=== Begin Enclosure ===

//! Configuration loader using figment.
//!
//! Layered sources, lowest priority first:
//!
//! 1. Built-in defaults
//! 2. The first `warden.toml` / `warden.yaml` / `warden.yml` found in
//!    the search paths (current directory, then the user config
//!    directory)
//! 3. Environment variables with the `WARDEN_` prefix, `__` as the
//!    nesting separator (`WARDEN_MODERATION__SPAM_THRESHOLD=3` →
//!    `moderation.spam_threshold = 3`)
//!
//! The loaded configuration is validated before being returned.

use std::path::{Path, PathBuf};

use figment::Figment;
use figment::providers::{Env, Format, Serialized, Toml, Yaml};
use tracing::{debug, info, warn};

use super::error::{ConfigError, ConfigResult};
use super::schema::WardenConfig;
use super::validation::validate_config;

const FILE_NAMES: &[&str] = &["warden.toml", "warden.yaml", "warden.yml"];

/// Configuration loader with figment-based multi-source support.
pub struct ConfigLoader {
    search_paths: Vec<PathBuf>,
    config_file: Option<PathBuf>,
    load_env: bool,
}

impl Default for ConfigLoader {
    fn default() -> Self {
        Self::new()
    }
}

impl ConfigLoader {
    /// Creates a loader with the default search paths and environment
    /// overrides enabled.
    pub fn new() -> Self {
        Self {
            search_paths: Vec::new(),
            config_file: None,
            load_env: true,
        }
    }

    /// Adds a search path for configuration files.
    pub fn search_path<P: AsRef<Path>>(mut self, path: P) -> Self {
        self.search_paths.push(path.as_ref().to_path_buf());
        self
    }

    /// Sets a specific configuration file to load, bypassing the search.
    pub fn file<P: AsRef<Path>>(mut self, path: P) -> Self {
        self.config_file = Some(path.as_ref().to_path_buf());
        self
    }

    /// Disables environment variable overrides.
    pub fn without_env(mut self) -> Self {
        self.load_env = false;
        self
    }

    /// Loads, validates and returns the configuration.
    pub fn load(self) -> ConfigResult<WardenConfig> {
        let figment = self.build_figment()?;
        let config: WardenConfig = figment
            .extract()
            .map_err(|e| ConfigError::Extract(e.to_string()))?;

        validate_config(&config)?;
        debug!(level = %config.logging.level, "configuration loaded");
        Ok(config)
    }

    fn build_figment(self) -> ConfigResult<Figment> {
        let mut figment = Figment::from(Serialized::defaults(WardenConfig::default()));

        if let Some(path) = &self.config_file {
            if !path.exists() {
                return Err(ConfigError::FileNotFound(path.clone()));
            }
            info!(path = %path.display(), "loading configuration file");
            figment = merge_file(figment, path)?;
        } else if let Some(path) = self.find_config_file() {
            info!(path = %path.display(), "loading configuration file");
            figment = merge_file(figment, &path)?;
        } else {
            warn!("no configuration file found, using defaults");
        }

        if self.load_env {
            figment = figment.merge(
                Env::prefixed("WARDEN_")
                    .split("__")
                    .map(|key| key.as_str().replace("__", ".").into()),
            );
        }

        Ok(figment)
    }

    fn find_config_file(&self) -> Option<PathBuf> {
        let paths = if self.search_paths.is_empty() {
            let mut paths = Vec::new();
            if let Ok(cwd) = std::env::current_dir() {
                paths.push(cwd);
            }
            if let Some(config_dir) = dirs::config_dir() {
                paths.push(config_dir.join("warden"));
            }
            paths
        } else {
            self.search_paths.clone()
        };

        for dir in paths {
            for name in FILE_NAMES {
                let candidate = dir.join(name);
                if candidate.exists() {
                    return Some(candidate);
                }
            }
        }
        None
    }
}

/// Merges a single config file, dispatching on file extension.
fn merge_file(figment: Figment, path: &Path) -> ConfigResult<Figment> {
    let ext = path.extension().and_then(|e| e.to_str()).unwrap_or("");
    match ext {
        "toml" => Ok(figment.merge(Toml::file(path))),
        "yaml" | "yml" => Ok(figment.merge(Yaml::file(path))),
        other => Err(ConfigError::Extract(format!(
            "unsupported configuration file format: .{other}"
        ))),
    }
}

/// Loads configuration from the default locations.
pub fn load_config() -> ConfigResult<WardenConfig> {
    ConfigLoader::new().load()
}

=== End Enclosure ===

• **EXERCISE REQUIREMENTS**:
The data must be printed verbatim, line by line.

• **ANSWER TO THIS EXERCISE**:
//! Configuration loader using figment.
//!
//! Layered sources, lowest priority first:
//!
//! 1. Built-in defaults
//! 2. The first `warden.toml` / `warden.yaml` / `warden.yml` found in
//!    the search paths (current directory, then the user config
//!    directory)
//! 3. Environment variables with the `WARDEN_` prefix, `__` as the
//!    nesting separator (`WARDEN_MODERATION__SPAM_THRESHOLD=3` →
//!    `moderation.spam_threshold = 3`)
//!
//! The loaded configuration is validated before being returned.

use std::path::{Path, PathBuf};

use figment::Figment;
use figment::providers::{Env, Format, Serialized, Toml, Yaml};
use tracing::{debug, info, warn};

use super::error::{ConfigError, ConfigResult};
use super::schema::WardenConfig;
use super::validation::validate_config;

const FILE_NAMES: &[&str] = &["warden.toml", "warden.yaml", "warden.yml"];

/// Configuration loader with figment-based multi-source support.
pub struct ConfigLoader {
    search_paths: Vec<PathBuf>,
    config_file: Option<PathBuf>,
    load_env: bool,
}

impl Default for ConfigLoader {
    fn default() -> Self {
        Self::new()
    }
}

impl ConfigLoader {
    /// Creates a loader with the default search paths and environment
    /// overrides enabled.
    pub fn new() -> Self {
        Self {
            search_paths: Vec::new(),
            config_file: None,
            load_env: true,
        }
    }

    /// Adds a search path for configuration files.
    pub fn search_path<P: AsRef<Path>>(mut self, path: P) -> Self {
        self.search_paths.push(path.as_ref().to_path_buf());
        self
    }

    /// Sets a specific configuration file to load, bypassing the search.
    pub fn file<P: AsRef<Path>>(mut self, path: P) -> Self {
        self.config_file = Some(path.as_ref().to_path_buf());
        self
    }

    /// Disables environment variable overrides.
    pub fn without_env(mut self) -> Self {
        self.load_env = false;
        self
    }

    /// Loads, validates and returns the configuration.
    pub fn load(self) -> ConfigResult<WardenConfig> {
        let figment = self.build_figment()?;
        let config: WardenConfig = figment
            .extract()
            .map_err(|e| ConfigError::Extract(e.to_string()))?;

        validate_config(&config)?;
        debug!(level = %config.logging.level, "configuration loaded");
        Ok(config)
    }

    fn build_figment(self) -> ConfigResult<Figment> {
        let mut figment = Figment::from(Serialized::defaults(WardenConfig::default()));

        if let Some(path) = &self.config_file {
            if !path.exists() {
                return Err(ConfigError::FileNotFound(path.clone()));
            }
            info!(path = %path.display(), "loading configuration file");
            figment = merge_file(figment, path)?;
        } else if let Some(path) = self.find_config_file() {
            info!(path = %path.display(), "loading configuration file");
            figment = merge_file(figment, &path)?;
        } else {
            warn!("no configuration file found, using defaults");
        }

        if self.load_env {
            figment = figment.merge(
                Env::prefixed("WARDEN_")
                    .split("__")
                    .map(|key| key.as_str().replace("__", ".").into()),
            );
        }

        Ok(figment)
    }

    fn find_config_file(&self) -> Option<PathBuf> {
        let paths = if self.search_paths.is_empty() {
            let mut paths = Vec::new();
            if let Ok(cwd) = std::env::current_dir() {
                paths.push(cwd);
            }
            if let Some(config_dir) = dirs::config_dir() {
                paths.push(config_dir.join("warden"));
            }
            paths
        } else {
            self.search_paths.clone()
        };

        for dir in paths {
            for name in FILE_NAMES {
                let candidate = dir.join(name);
                if candidate.exists() {
                    return Some(candidate);
                }
            }
        }
        None
    }
}

/// Merges a single config file, dispatching on file extension.
fn merge_file(figment: Figment, path: &Path) -> ConfigResult<Figment> {
    let ext = path.extension().and_then(|e| e.to_str()).unwrap_or("");
    match ext {
        "toml" => Ok(figment.merge(Toml::file(path))),
        "yaml" | "yml" => Ok(figment.merge(Yaml::file(path))),
        other => Err(ConfigError::Extract(format!(
            "unsupported configuration file format: .{other}"
        ))),
    }
}

/// Loads configuration from the default locations.
pub fn load_config() -> ConfigResult<WardenConfig> {
    ConfigLoader::new().load()
}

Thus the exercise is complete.